(Collected data entries)
───

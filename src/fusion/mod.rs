//! Indicator types and the final analysis report.

pub mod engine;

use chrono::{DateTime, Utc};
use serde::{Deserialize, Serialize};
use thiserror::Error;
use uuid::Uuid;

use crate::session::{SessionState, StageStatuses};

pub use engine::{fuse, FusionInputs};

/// The five fused output indicators
#[derive(Debug, Clone, Copy, PartialEq, Eq, Hash, Serialize, Deserialize)]
#[serde(rename_all = "snake_case")]
pub enum IndicatorKind {
    DepressionRisk,
    SleepDisorder,
    CognitiveFunction,
    EmotionalStability,
    OverallVitality,
}

impl IndicatorKind {
    pub const ALL: [IndicatorKind; 5] = [
        IndicatorKind::DepressionRisk,
        IndicatorKind::SleepDisorder,
        IndicatorKind::CognitiveFunction,
        IndicatorKind::EmotionalStability,
        IndicatorKind::OverallVitality,
    ];

    /// Short clinical label (DRI/SDI/CFL/ES/OV)
    pub fn abbreviation(&self) -> &'static str {
        match self {
            IndicatorKind::DepressionRisk => "DRI",
            IndicatorKind::SleepDisorder => "SDI",
            IndicatorKind::CognitiveFunction => "CFL",
            IndicatorKind::EmotionalStability => "ES",
            IndicatorKind::OverallVitality => "OV",
        }
    }
}

/// Modalities that can contribute to an indicator
#[derive(Debug, Clone, Copy, PartialEq, Eq, Hash, Serialize, Deserialize)]
#[serde(rename_all = "snake_case")]
pub enum Modality {
    Acoustic,
    Text,
    Neural,
}

/// Coarse status bucket derived from the indicator value
#[derive(Debug, Clone, Copy, PartialEq, Eq, Serialize, Deserialize)]
#[serde(rename_all = "snake_case")]
pub enum IndicatorStatus {
    Low,
    Medium,
    High,
}

/// One fused indicator
#[derive(Debug, Clone, Serialize, Deserialize)]
pub struct Indicator {
    pub kind: IndicatorKind,
    /// Fused value in [0, 1]
    pub value: f32,
    /// Propagated confidence in [0, 1]
    pub confidence: f32,
    pub status: IndicatorStatus,
    /// Modalities that actually contributed after exclusions
    pub contributing_modalities: Vec<Modality>,
    /// True when the removed modality weight reached the configured
    /// degradation threshold
    pub degraded: bool,
}

/// Errors from the fusion engine
#[derive(Debug, Error)]
pub enum FusionError {
    /// Every modality for every indicator was unavailable at once
    #[error("No analyzer input available for any indicator")]
    InputMissing,
}

/// Final, immutable analysis report for one session.
///
/// Produced whole by the fusion engine or not at all; consumers never
/// observe a partially written report.
#[derive(Debug, Clone, Serialize, Deserialize)]
pub struct AnalysisReport {
    pub session_id: Uuid,
    pub generated_at: DateTime<Utc>,
    pub depression_risk: Indicator,
    pub sleep_disorder: Indicator,
    pub cognitive_function: Indicator,
    pub emotional_stability: Indicator,
    pub overall_vitality: Indicator,
    pub stages: StageStatuses,
    pub state: SessionState,
    pub requires_expert_review: bool,
}

impl AnalysisReport {
    pub fn indicator(&self, kind: IndicatorKind) -> &Indicator {
        match kind {
            IndicatorKind::DepressionRisk => &self.depression_risk,
            IndicatorKind::SleepDisorder => &self.sleep_disorder,
            IndicatorKind::CognitiveFunction => &self.cognitive_function,
            IndicatorKind::EmotionalStability => &self.emotional_stability,
            IndicatorKind::OverallVitality => &self.overall_vitality,
        }
    }

    pub fn indicators(&self) -> impl Iterator<Item = &Indicator> {
        IndicatorKind::ALL.iter().map(move |k| self.indicator(*k))
    }

    pub fn degraded_count(&self) -> usize {
        self.indicators().filter(|i| i.degraded).count()
    }
}
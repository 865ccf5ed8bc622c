//! Acoustic/prosodic feature extraction.
//!
//! Pure function of (segment, config): conditions the audio, computes
//! frame-level pitch/spectral/timing statistics, aggregates them to
//! utterance-level scalars, and normalizes against the configured
//! population baselines into per-indicator proxies.

pub mod highpass;
pub mod normalize;
pub mod pitch;
pub mod spectral;
pub mod timing;

use serde::{Deserialize, Serialize};
use thiserror::Error;
use tracing::debug;

use crate::config::Config;
use crate::session::SpeakerSegment;
use normalize::normalize;

/// Errors from acoustic feature extraction. All of them exclude the
/// acoustic modality from fusion; none abort the session.
#[derive(Debug, Error)]
pub enum AcousticError {
    #[error("Segment too short for acoustic analysis: {got_ms} ms (min {min_ms} ms)")]
    InsufficientAudio { got_ms: u64, min_ms: u64 },

    #[error("No voiced audio found in segment")]
    NoVoicedAudio,

    #[error("Conditioning failed: {0}")]
    Conditioning(String),
}

/// Raw utterance-level features before normalization
#[derive(Debug, Clone, Serialize, Deserialize)]
pub struct RawFeatures {
    pub pitch_mean_hz: f32,
    pub pitch_std_hz: f32,
    pub voiced_ratio: f32,
    pub pause_ratio: f32,
    /// Speech-onset transitions per second
    pub speech_rate: f32,
    pub energy_db: f32,
    pub peak_db: f32,
    pub clipping_ratio: f32,
    /// Cepstral peak prominence in dB; absent for irregular voicing
    pub cpp_db: Option<f32>,
    pub spectral_centroid_hz: f32,
    pub spectral_rolloff_hz: f32,
    /// Relative energy in the formant-region bands
    pub band_energy: [f32; 3],
}

/// Normalized per-indicator sub-scores from the acoustic modality.
///
/// Oriented the same way as the indicators themselves: risk indices grow
/// with risk, function indices grow with function.
#[derive(Debug, Clone, Copy, Serialize, Deserialize)]
pub struct IndicatorProxies {
    pub depression: f32,
    pub fatigue: f32,
    pub cognitive: f32,
    pub emotional_stability: f32,
    pub vitality: f32,
}

/// Immutable output of the acoustic extractor
#[derive(Debug, Clone, Serialize, Deserialize)]
pub struct AcousticFeatures {
    pub raw: RawFeatures,
    pub proxies: IndicatorProxies,
    /// Extraction confidence from voicing coverage and signal quality
    pub confidence: f32,
}

/// Extract utterance-level acoustic features from a diarized segment.
pub fn extract(segment: &SpeakerSegment, config: &Config) -> Result<AcousticFeatures, AcousticError> {
    let min_ms = config.thresholds.min_segment_ms;
    let got_ms = (segment.samples.len() as u64 * 1000) / crate::session::SAMPLE_RATE as u64;
    if got_ms < min_ms {
        return Err(AcousticError::InsufficientAudio { got_ms, min_ms });
    }

    let sample_rate = crate::session::SAMPLE_RATE as usize;
    let conditioned = highpass::condition(&segment.samples, sample_rate as u32)
        .map_err(|e| AcousticError::Conditioning(e.to_string()))?;

    let timing = timing::compute_timing_stats(&conditioned, sample_rate).ok_or(
        AcousticError::InsufficientAudio {
            got_ms,
            min_ms,
        },
    )?;

    let pitch = pitch::compute_pitch_stats(&conditioned, sample_rate)
        .ok_or(AcousticError::NoVoicedAudio)?;

    let spectral = spectral::compute_spectral_stats(&conditioned, sample_rate)
        .ok_or(AcousticError::NoVoicedAudio)?;

    let cpp_db = spectral::compute_cpp(&conditioned, sample_rate);

    let raw = RawFeatures {
        pitch_mean_hz: pitch.f0_mean,
        pitch_std_hz: pitch.f0_std,
        voiced_ratio: pitch.voiced_ratio,
        pause_ratio: timing.pause_ratio,
        speech_rate: timing.onset_rate,
        energy_db: timing.energy_db,
        peak_db: timing.peak_db,
        clipping_ratio: timing.clipping_ratio,
        cpp_db,
        spectral_centroid_hz: spectral.centroid_hz,
        spectral_rolloff_hz: spectral.rolloff_hz,
        band_energy: spectral.band_energy,
    };

    let proxies = compute_proxies(&raw, config);
    let confidence = compute_confidence(&raw, got_ms);

    debug!(
        "Acoustic features: f0={:.0}±{:.0}Hz, pause={:.2}, rate={:.1}/s, energy={:.1}dB, cpp={:?}, conf={:.2}",
        raw.pitch_mean_hz, raw.pitch_std_hz, raw.pause_ratio, raw.speech_rate, raw.energy_db, raw.cpp_db, confidence
    );

    Ok(AcousticFeatures {
        raw,
        proxies,
        confidence,
    })
}

/// Map normalized features onto the five indicator proxies.
///
/// Orientation notes: flat pitch, long pauses and a slow rate push the
/// depression proxy up; low energy and low CPP push the fatigue proxy
/// up; moderate pitch variability reads as emotionally stable, both
/// extremes (flat and agitated) as unstable.
fn compute_proxies(raw: &RawFeatures, config: &Config) -> IndicatorProxies {
    let b = &config.baselines;

    let n_pitch_std = normalize(raw.pitch_std_hz, &b.pitch_std);
    let n_energy = normalize(raw.energy_db, &b.energy_db);
    let n_pause = normalize(raw.pause_ratio, &b.pause_ratio);
    let n_rate = normalize(raw.speech_rate, &b.speech_rate);
    let n_cpp = raw.cpp_db.map(|c| normalize(c, &b.cpp)).unwrap_or(0.5);

    let depression = ((1.0 - n_pitch_std) + n_pause + (1.0 - n_rate)) / 3.0;
    let fatigue = ((1.0 - n_energy) + (1.0 - n_cpp) + n_pause) / 3.0;
    let cognitive = (n_rate + (1.0 - n_pause)) / 2.0;
    let emotional_stability = (n_cpp + (1.0 - (n_pitch_std - 0.5).abs() * 2.0)) / 2.0;
    let vitality = (n_energy + n_pitch_std + n_rate) / 3.0;

    IndicatorProxies {
        depression: depression.clamp(0.0, 1.0),
        fatigue: fatigue.clamp(0.0, 1.0),
        cognitive: cognitive.clamp(0.0, 1.0),
        emotional_stability: emotional_stability.clamp(0.0, 1.0),
        vitality: vitality.clamp(0.0, 1.0),
    }
}

/// Extraction confidence: voicing coverage scaled by duration and signal
/// quality. Clipping eats into confidence quickly since it corrupts both
/// pitch and level statistics.
fn compute_confidence(raw: &RawFeatures, duration_ms: u64) -> f32 {
    let duration_factor = (duration_ms as f32 / 20_000.0).min(1.0);
    let voicing_factor = 0.6 + 0.4 * raw.voiced_ratio.clamp(0.0, 1.0);
    let quality_factor = (1.0 - raw.clipping_ratio * 10.0).clamp(0.0, 1.0);
    (duration_factor * voicing_factor * quality_factor).clamp(0.0, 1.0)
}
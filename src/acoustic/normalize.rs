//! Baseline normalization of raw features.
//!
//! Raw acoustic measurements are mapped onto [0, 1] against a reference
//! population baseline supplied by configuration, either min-max or a
//! logistic-squashed z-score. The baselines are calibration data, not
//! code.

use crate::config::{Baseline, NormMethod};

/// Normalize a raw feature value against its population baseline.
pub fn normalize(value: f32, baseline: &Baseline) -> f32 {
    match baseline.method {
        NormMethod::MinMax => {
            if baseline.scale.abs() < 1e-9 {
                return 0.5;
            }
            ((value - baseline.center) / baseline.scale).clamp(0.0, 1.0)
        }
        NormMethod::ZScore => {
            if baseline.scale.abs() < 1e-9 {
                return 0.5;
            }
            let z = (value - baseline.center) / baseline.scale;
            // Logistic squash keeps extreme outliers inside (0, 1)
            1.0 / (1.0 + (-z).exp())
        }
    }
}
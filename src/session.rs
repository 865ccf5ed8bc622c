//! Session types shared across the pipeline.
//!
//! An [`AudioSession`] is the immutable unit of work created at pipeline
//! entry. Diarization attributes slices of it to speakers as
//! [`SpeakerSegment`]s; everything downstream operates on the senior
//! speaker's segment only.

use chrono::{DateTime, Utc};
use serde::{Deserialize, Serialize};
use std::path::PathBuf;
use uuid::Uuid;

/// Audio sample rate the pipeline operates at
pub const SAMPLE_RATE: u32 = 16_000;

/// Samples per millisecond at 16kHz
pub const SAMPLES_PER_MS: u64 = 16;

/// Caller metadata attached at ingest, never mutated afterwards
#[derive(Debug, Clone, Serialize, Deserialize)]
pub struct UserMetadata {
    pub user_id: String,
    pub age: Option<u32>,
    pub gender: Option<String>,
    /// Free-form tag from the calling system (e.g. care-program cohort)
    pub session_tag: Option<String>,
}

impl UserMetadata {
    pub fn new(user_id: impl Into<String>) -> Self {
        Self {
            user_id: user_id.into(),
            age: None,
            gender: None,
            session_tag: None,
        }
    }
}

/// Immutable input unit for one analysis run
#[derive(Debug, Clone, Serialize, Deserialize)]
pub struct AudioSession {
    pub id: Uuid,
    pub audio_path: PathBuf,
    pub sample_rate: u32,
    pub duration_ms: u64,
    pub metadata: UserMetadata,
    pub created_at: DateTime<Utc>,
}

impl AudioSession {
    pub fn new(audio_path: PathBuf, sample_rate: u32, duration_ms: u64, metadata: UserMetadata) -> Self {
        Self {
            id: Uuid::new_v4(),
            audio_path,
            sample_rate,
            duration_ms,
            metadata,
            created_at: Utc::now(),
        }
    }
}

/// Time-bounded slice of a session attributed to one speaker.
///
/// Samples are 16kHz mono, normalized to [-1, 1].
#[derive(Debug, Clone)]
pub struct SpeakerSegment {
    pub speaker_id: String,
    pub start_ms: u64,
    pub end_ms: u64,
    pub samples: Vec<f32>,
}

impl SpeakerSegment {
    pub fn new(speaker_id: impl Into<String>, start_ms: u64, end_ms: u64, samples: Vec<f32>) -> Self {
        Self {
            speaker_id: speaker_id.into(),
            start_ms,
            end_ms,
            samples,
        }
    }

    pub fn duration_ms(&self) -> u64 {
        self.end_ms.saturating_sub(self.start_ms)
    }
}

/// Pipeline state machine for one session.
///
/// Terminal states are `Complete`, `CompleteDegraded` and `Failed`;
/// `Validated` only appears in offline recalibration runs.
#[derive(Debug, Clone, PartialEq, Eq, Serialize, Deserialize)]
#[serde(rename_all = "snake_case", tag = "state", content = "reason")]
pub enum SessionState {
    Ingested,
    Diarized,
    AnalyzersRunning,
    Fused,
    Validated,
    Complete,
    CompleteDegraded,
    Failed(String),
}

impl SessionState {
    pub fn is_terminal(&self) -> bool {
        matches!(
            self,
            SessionState::Complete | SessionState::CompleteDegraded | SessionState::Failed(_)
        )
    }
}

/// Outcome of a single pipeline stage, recorded on the final report
#[derive(Debug, Clone, PartialEq, Eq, Serialize, Deserialize)]
#[serde(rename_all = "snake_case", tag = "status", content = "reason")]
pub enum StageStatus {
    Completed,
    /// Stage resolved through its fallback path (stub result, NotReady
    /// classifier, excluded modality). The session still completes.
    Fallback(String),
    Failed(String),
}

impl StageStatus {
    pub fn is_fallback(&self) -> bool {
        matches!(self, StageStatus::Fallback(_))
    }

    pub fn is_completed(&self) -> bool {
        matches!(self, StageStatus::Completed)
    }
}

/// Per-stage outcomes for one session
#[derive(Debug, Clone, Serialize, Deserialize)]
pub struct StageStatuses {
    pub diarization: StageStatus,
    pub acoustic: StageStatus,
    pub classifier_depression: StageStatus,
    pub classifier_insomnia: StageStatus,
    pub transcription: StageStatus,
    pub text_analysis: StageStatus,
}

impl StageStatuses {
    /// True when any stage resolved through a fallback path
    pub fn any_fallback(&self) -> bool {
        [
            &self.diarization,
            &self.acoustic,
            &self.classifier_depression,
            &self.classifier_insomnia,
            &self.transcription,
            &self.text_analysis,
        ]
        .iter()
        .any(|s| s.is_fallback())
    }
}

#[cfg(test)]
mod tests {
    use super::*;

    #[test]
    fn test_segment_duration() {
        let seg = SpeakerSegment::new("Speaker 1", 1000, 3000, vec![0.0; 32000]);
        assert_eq!(seg.duration_ms(), 2000);
    }

    #[test]
    fn test_segment_duration_saturating() {
        // Edge case: end before start
        let seg = SpeakerSegment::new("Speaker 1", 3000, 1000, vec![]);
        assert_eq!(seg.duration_ms(), 0);
    }

    #[test]
    fn test_terminal_states() {
        assert!(SessionState::Complete.is_terminal());
        assert!(SessionState::CompleteDegraded.is_terminal());
        assert!(SessionState::Failed("cancelled".into()).is_terminal());
        assert!(!SessionState::AnalyzersRunning.is_terminal());
    }

    #[test]
    fn test_any_fallback() {
        let mut stages = StageStatuses {
            diarization: StageStatus::Completed,
            acoustic: StageStatus::Completed,
            classifier_depression: StageStatus::Completed,
            classifier_insomnia: StageStatus::Completed,
            transcription: StageStatus::Completed,
            text_analysis: StageStatus::Completed,
        };
        assert!(!stages.any_fallback());

        stages.text_analysis = StageStatus::Fallback("timeout".into());
        assert!(stages.any_fallback());
    }

    #[test]
    fn test_session_state_serialization() {
        let state = SessionState::Failed("diarization unavailable".into());
        let json = serde_json::to_string(&state).unwrap();
        let back: SessionState = serde_json::from_str(&json).unwrap();
        assert_eq!(state, back);
    }
}
//! Segment conditioning before feature extraction.
//!
//! Phone-call recordings carry DC bias and low-frequency hum that skew
//! energy and pitch statistics. The chain is DC removal followed by an
//! 80Hz Butterworth high-pass; level normalization is deliberately left
//! to the baseline normalization stage.

use anyhow::Result;
use biquad::{Biquad, Coefficients, DirectForm2Transposed, ToHertz, Type, Q_BUTTERWORTH_F32};

/// Default high-pass cutoff frequency in Hz
pub const DEFAULT_HIGHPASS_HZ: u32 = 80;

/// Simple DC blocking filter using single-pole IIR.
///
/// Implements: y[n] = x[n] - x[n-1] + alpha * y[n-1]
struct DcBlocker {
    alpha: f32,
    x_prev: f32,
    y_prev: f32,
}

impl DcBlocker {
    fn new(sample_rate: u32, cutoff_hz: f32) -> Self {
        // alpha ≈ 1 - (2 * pi * fc / fs)
        let alpha = 1.0 - (2.0 * std::f32::consts::PI * cutoff_hz / sample_rate as f32);
        let alpha = alpha.clamp(0.9, 0.9999);

        Self {
            alpha,
            x_prev: 0.0,
            y_prev: 0.0,
        }
    }

    #[inline]
    fn process_sample(&mut self, x: f32) -> f32 {
        let y = x - self.x_prev + self.alpha * self.y_prev;
        self.x_prev = x;
        self.y_prev = y;
        y
    }
}

/// One-shot segment conditioner: DC removal + high-pass.
pub struct SegmentConditioner {
    dc_blocker: DcBlocker,
    highpass: DirectForm2Transposed<f32>,
}

impl SegmentConditioner {
    pub fn new(sample_rate: u32, highpass_cutoff_hz: u32) -> Result<Self> {
        let dc_blocker = DcBlocker::new(sample_rate, 10.0);

        let highpass_coeffs = Coefficients::<f32>::from_params(
            Type::HighPass,
            sample_rate.hz(),
            highpass_cutoff_hz.hz(),
            Q_BUTTERWORTH_F32,
        )
        .map_err(|e| anyhow::anyhow!("Failed to create high-pass filter coefficients: {:?}", e))?;

        let highpass = DirectForm2Transposed::<f32>::new(highpass_coeffs);

        Ok(Self {
            dc_blocker,
            highpass,
        })
    }

    /// Condition a copy of the segment samples.
    pub fn process(mut self, samples: &[f32]) -> Vec<f32> {
        samples
            .iter()
            .map(|&s| self.highpass.run(self.dc_blocker.process_sample(s)))
            .collect()
    }
}

/// Convenience wrapper with the default cutoff.
pub fn condition(samples: &[f32], sample_rate: u32) -> Result<Vec<f32>> {
    Ok(SegmentConditioner::new(sample_rate, DEFAULT_HIGHPASS_HZ)?.process(samples))
}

───

• [PROMPT]
Exactly repeat the lines above, from the opening line through the one with "pub const ALL: [IndicatorKind;", and include nothing else.

• [WRITTEN REPLY]
filename src/fusion/mod.rs
//! Indicator types and the final analysis report.

pub mod engine;

use chrono::{DateTime, Utc};
use serde::{Deserialize, Serialize};
use thiserror::Error;
use uuid::Uuid;

use crate::session::{SessionState, StageStatuses};

pub use engine::{fuse, FusionInputs};

/// The five fused output indicators
#[derive(Debug, Clone, Copy, PartialEq, Eq, Hash, Serialize, Deserialize)]
#[serde(rename_all = "snake_case")]
pub enum IndicatorKind {
    DepressionRisk,
    SleepDisorder,
    CognitiveFunction,
    EmotionalStability,
    OverallVitality,
}

impl IndicatorKind {
    pub const ALL: [IndicatorKind; 5] = [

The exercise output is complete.